Why do people go nuts over famous people even though they are just like un-famous ones?January 30, 2009 at 4:00 pm | Posted in The Nature of Fame | 3 Comments
Today’s question was sent to me from a reader with the fun and pretty name of Latoya. Latoya is from Jamaica.
Latoya: Without you having told him that you are from Jamaica, Mr. Answers would have known anyway that you were from some country that definitely wasn’t America. Because in America there are actually certain towns where you can be arrested for suggesting that famous people are … how did you so quaintly put it? … “just like” other, non-famous people.
Oh, to laugh! The very idea! Thank your lucky stars, Latoya, that you didn’t mutter such blasphemous nonsense in Hollywood, California, U.S.A. In that most illustrious place, expressing aloud the idea that famous people are just like non-famous people—if you do it in public, where three or more people could reasonably be expected to have heard you say it—is grounds for the LAPD to shoot you.
Did news of the Rodney King incident make it to Jamaica? If so, then you are aware of what happens to people in Los Angeles who suggest that famous people are like non-famous ones. Safe to say that Mr. King will never again wonder aloud in public about why he shouldn’t be a guest on “Late Night with Conan O’Brien.”
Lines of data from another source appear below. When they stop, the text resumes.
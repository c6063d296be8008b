/*
 * Blocklaunch - A Minecraft Launcher
 * Copyright (C) 2025 Josh Kropf <josh@slashdev.ca>
 *
 * This program is free software: you can redistribute it and/or modify
 * it under the terms of the GNU General Public License as published by
 * the Free Software Foundation, either version 3 of the License, or
 * (at your option) any later version.
 *
 * This program is distributed in the hope that it will be useful,
 * but WITHOUT ANY WARRANTY; without even the implied warranty of
 * MERCHANTABILITY or FITNESS FOR A PARTICULAR PURPOSE.  See the
 * GNU General Public License for more details.
 *
 * You should have received a copy of the GNU General Public License
 * along with this program.  If not, see <https://www.gnu.org/licenses/>.
 */

use anyhow::Context;
use serde::{Deserialize, Serialize};
use serde_json::Value;
use std::path::{Path, PathBuf};
use tracing::warn;

use crate::env::{self, Os};

pub const DEFAULT_META_URL: &str = "https://launchermeta.mojang.com";
pub const DEFAULT_RESOURCE_URL: &str = "https://resources.download.minecraft.net";
pub const DEFAULT_MAVEN_FORGE_URL: &str = "http://files.minecraftforge.net/maven/";
pub const DEFAULT_REPO_FORGE_URL: &str = "https://libraries.minecraft.net/";
pub const DEFAULT_FALLBACK_MAVEN_URL: &str = "https://search.maven.org/remotecontent?filepath=";

/// Everything needed to launch one game instance
#[derive(Deserialize, Serialize, Clone, Debug)]
#[serde(rename_all = "camelCase")]
pub struct LaunchProfile {
    #[serde(default = "env::get_data_dir")]
    pub root: PathBuf,
    pub version: VersionSelector,
    #[serde(default)]
    pub memory: Option<Memory>,
    #[serde(default)]
    pub window: Option<Window>,
    #[serde(default)]
    pub proxy: Option<Proxy>,
    #[serde(default)]
    pub features: Option<Vec<String>>,
    #[serde(default)]
    pub quick_play: Option<QuickPlay>,
    #[serde(default)]
    pub custom_args: Vec<String>,
    #[serde(default)]
    pub custom_launch_args: Vec<String>,
    pub authorization: Credentials,
    #[serde(default)]
    pub java_path: Option<PathBuf>,
    /// Path to a mod loader installer jar
    #[serde(default)]
    pub forge: Option<PathBuf>,
    /// Local path or http(s) url of a zip extracted into root before launch
    #[serde(default)]
    pub client_package: Option<String>,
    #[serde(default)]
    pub remove_package: bool,
    #[serde(default)]
    pub overrides: Overrides
}

impl LaunchProfile {
    pub fn new<P: Into<PathBuf>>(root: P, version: &str, authorization: Credentials) -> Self {
        LaunchProfile {
            root: root.into(),
            version: VersionSelector {
                number: version.to_string(),
                release_type: default_release_type(),
                custom: None
            },
            memory: None,
            window: None,
            proxy: None,
            features: None,
            quick_play: None,
            custom_args: Vec::new(),
            custom_launch_args: Vec::new(),
            authorization,
            java_path: None,
            forge: None,
            client_package: None,
            remove_package: false,
            overrides: Overrides::default()
        }
    }

    pub fn load(path: &Path) -> anyhow::Result<Self> {
        let json = std::fs::read_to_string(path)
            .with_context(|| format!("Failed to read launch profile {}", path.display()))?;

        let mut profile: LaunchProfile = serde_json::from_str(&json)
            .with_context(|| format!("Failed to parse launch profile {}", path.display()))?;

        // relative roots are relative to the directory containing the profile
        if profile.root.is_relative() {
            let base = path.parent().unwrap_or(Path::new("."));
            profile.root = base.join(&profile.root);
        }

        profile.normalize();
        Ok(profile)
    }

    /// Replace invalid or missing memory settings with the safe default pair
    pub fn normalize(&mut self) {
        self.memory = Some(Memory::normalized(self.memory));
    }

    pub fn memory(&self) -> Memory {
        Memory::normalized(self.memory)
    }

    pub fn os(&self) -> Os {
        self.overrides.os.unwrap_or_else(Os::host)
    }

    pub fn features(&self) -> &[String] {
        self.features.as_deref().unwrap_or(&[])
    }

    pub fn java_path(&self) -> PathBuf {
        self.java_path.clone().unwrap_or_else(|| PathBuf::from("java"))
    }

    pub fn cwd(&self) -> PathBuf {
        self.overrides.cwd.clone().unwrap_or_else(|| self.root.clone())
    }

    pub fn game_directory(&self) -> PathBuf {
        self.overrides.game_directory.clone().unwrap_or_else(|| self.root.clone())
    }

    /// Directory holding `versions/<id>/<id>.{json,jar}`
    pub fn version_dir(&self, id: &str) -> PathBuf {
        match &self.overrides.directory {
            Some(dir) => dir.clone(),
            None => self.root.join("versions").join(id)
        }
    }

    pub fn client_jar(&self) -> PathBuf {
        let id = &self.version.number;

        self.overrides.minecraft_jar.clone()
            .unwrap_or_else(|| self.version_dir(id).join(format!("{id}.jar")))
    }

    pub fn natives_dir(&self) -> PathBuf {
        self.overrides.natives.clone()
            .unwrap_or_else(|| self.root.join("natives").join(&self.version.number))
    }

    pub fn asset_root(&self) -> PathBuf {
        self.overrides.asset_root.clone().unwrap_or_else(|| self.root.join("assets"))
    }

    pub fn library_root(&self) -> PathBuf {
        self.overrides.library_root.clone().unwrap_or_else(|| self.root.join("libraries"))
    }

    pub fn resources_dir(&self) -> PathBuf {
        self.root.join("resources")
    }
}

#[derive(Deserialize, Serialize, Clone, Debug)]
pub struct VersionSelector {
    pub number: String,
    #[serde(rename = "type", default = "default_release_type")]
    pub release_type: String,
    /// Name of a custom version json under `versions/`
    #[serde(default)]
    pub custom: Option<String>
}

fn default_release_type() -> String {
    String::from("release")
}

/// Heap sizes in megabytes
#[derive(Deserialize, Serialize, Clone, Copy, Debug, PartialEq, Eq)]
pub struct Memory {
    pub min: u32,
    pub max: u32
}

impl Default for Memory {
    fn default() -> Self {
        Memory { min: 512, max: 1024 }
    }
}

impl Memory {
    pub fn normalized(memory: Option<Memory>) -> Memory {
        match memory {
            Some(m) if m.min > m.max => {
                warn!("Minimum memory {}M exceeds maximum {}M, using defaults", m.min, m.max);
                Memory::default()
            }
            Some(m) => m,
            None => Memory::default()
        }
    }
}

#[derive(Deserialize, Serialize, Clone, Debug, Default)]
pub struct Window {
    pub width: Option<u32>,
    pub height: Option<u32>,
    #[serde(default)]
    pub fullscreen: bool
}

#[derive(Deserialize, Serialize, Clone, Debug)]
pub struct Proxy {
    pub host: String,
    pub port: Option<u16>,
    pub username: Option<String>,
    pub password: Option<String>
}

#[derive(Deserialize, Serialize, Clone, Debug)]
pub struct QuickPlay {
    #[serde(rename = "type")]
    pub play_type: String,
    pub identifier: String,
    pub path: Option<String>
}

#[derive(Deserialize, Serialize, Clone, Debug, Default)]
pub struct Credentials {
    pub access_token: String,
    #[serde(default)]
    pub client_token: Option<String>,
    pub uuid: String,
    pub name: String,
    #[serde(default)]
    pub user_properties: Value,
    #[serde(default)]
    pub meta: Option<CredentialsMeta>
}

impl Credentials {
    pub fn user_properties(&self) -> String {
        match &self.user_properties {
            Value::String(props) => props.clone(),
            Value::Null => String::from("{}"),
            props => props.to_string()
        }
    }

    pub fn user_type(&self) -> &str {
        self.meta.as_ref()
            .and_then(|m| m.user_type.as_deref())
            .unwrap_or("mojang")
    }

    pub fn is_demo(&self) -> bool {
        self.meta.as_ref().map_or(false, |m| m.demo)
    }

    pub fn xuid(&self) -> &str {
        self.meta.as_ref()
            .and_then(|m| m.xuid.as_deref())
            .unwrap_or(&self.access_token)
    }

    pub fn client_id(&self) -> &str {
        self.meta.as_ref()
            .and_then(|m| m.client_id.as_deref())
            .or(self.client_token.as_deref())
            .unwrap_or(&self.access_token)
    }
}

#[derive(Deserialize, Serialize, Clone, Debug, Default)]
#[serde(rename_all = "camelCase")]
pub struct CredentialsMeta {
    #[serde(rename = "type")]
    pub user_type: Option<String>,
    #[serde(default)]
    pub demo: bool,
    pub client_id: Option<String>,
    pub xuid: Option<String>
}

#[derive(Deserialize, Serialize, Clone, Debug)]
#[serde(rename_all = "camelCase", default)]
pub struct Overrides {
    pub game_directory: Option<PathBuf>,
    pub minecraft_jar: Option<PathBuf>,
    /// Version directory, replaces `root/versions/<id>`
    pub directory: Option<PathBuf>,
    pub natives: Option<PathBuf>,
    pub asset_root: Option<PathBuf>,
    pub asset_index: Option<String>,
    pub library_root: Option<PathBuf>,
    pub cwd: Option<PathBuf>,
    pub detached: bool,
    pub min_args: Option<usize>,
    /// Request timeout in milliseconds
    pub timeout: u64,
    pub log4j_configuration_file: Option<PathBuf>,
    pub os: Option<Os>,
    pub url: UrlOverrides,
    pub fw: ForgeWrapperOverrides
}

impl Default for Overrides {
    fn default() -> Self {
        Overrides {
            game_directory: None,
            minecraft_jar: None,
            directory: None,
            natives: None,
            asset_root: None,
            asset_index: None,
            library_root: None,
            cwd: None,
            detached: true,
            min_args: None,
            timeout: 50_000,
            log4j_configuration_file: None,
            os: None,
            url: UrlOverrides::default(),
            fw: ForgeWrapperOverrides::default()
        }
    }
}

#[derive(Deserialize, Serialize, Clone, Debug)]
#[serde(rename_all = "camelCase", default)]
pub struct UrlOverrides {
    pub meta: String,
    pub resource: String,
    pub maven_forge: String,
    pub default_repo_forge: String,
    pub fallback_maven: String
}

impl Default for UrlOverrides {
    fn default() -> Self {
        UrlOverrides {
            meta: DEFAULT_META_URL.to_string(),
            resource: DEFAULT_RESOURCE_URL.to_string(),
            maven_forge: DEFAULT_MAVEN_FORGE_URL.to_string(),
            default_repo_forge: DEFAULT_REPO_FORGE_URL.to_string(),
            fallback_maven: DEFAULT_FALLBACK_MAVEN_URL.to_string()
        }
    }
}

#[derive(Deserialize, Serialize, Clone, Debug)]
#[serde(rename_all = "camelCase", default)]
pub struct ForgeWrapperOverrides {
    pub base_url: String,
    pub version: String,
    pub sha1: String,
    pub size: u64
}

impl Default for ForgeWrapperOverrides {
    fn default() -> Self {
        ForgeWrapperOverrides {
            base_url: String::from("https://github.com/ZekerZhayard/ForgeWrapper/releases/download/"),
            version: String::from("1.6.0"),
            sha1: String::from("035a51fe6439792a61507630d89382f621da0f1f"),
            size: 28679
        }
    }
}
The reason, Latoya, that famous people are profoundly different from non-famous people is because no one has ever heard of non-famous people. What does that tell you? That’s right: that non-famous people never do anything anyone really cares about. And why is that? Who really knows? Perhaps the un-famous lack imagination. Perhaps they don’t own a TV, and so have no idea how society is properly ordered. Maybe they’re just lazy. So often people are simply too lazy to get up, do their hair right, and go get their own network show.
The point is, Laytoya, that un-famous people are no more like famous people than zombies are like gold-medal winning Olympic athletes. Gold-winning Olympic athletes have awesome bodies and look fantastic on cereal boxes and other consumer goods. Zombies can’t even flip their hair without their whole head flying off. There’s just no comparison.
So the next time you find yourself wondering why non-famous people “go nuts” over famous people, Latoya, remind yourself that you’re not an American. And though that’s certainly no fault of your own, I’m afraid it does mean that, when it comes to questions of fame and human worth generally, you lack the perspective to understand so much of what makes America the caliber of country it is today. How unfortunate for you.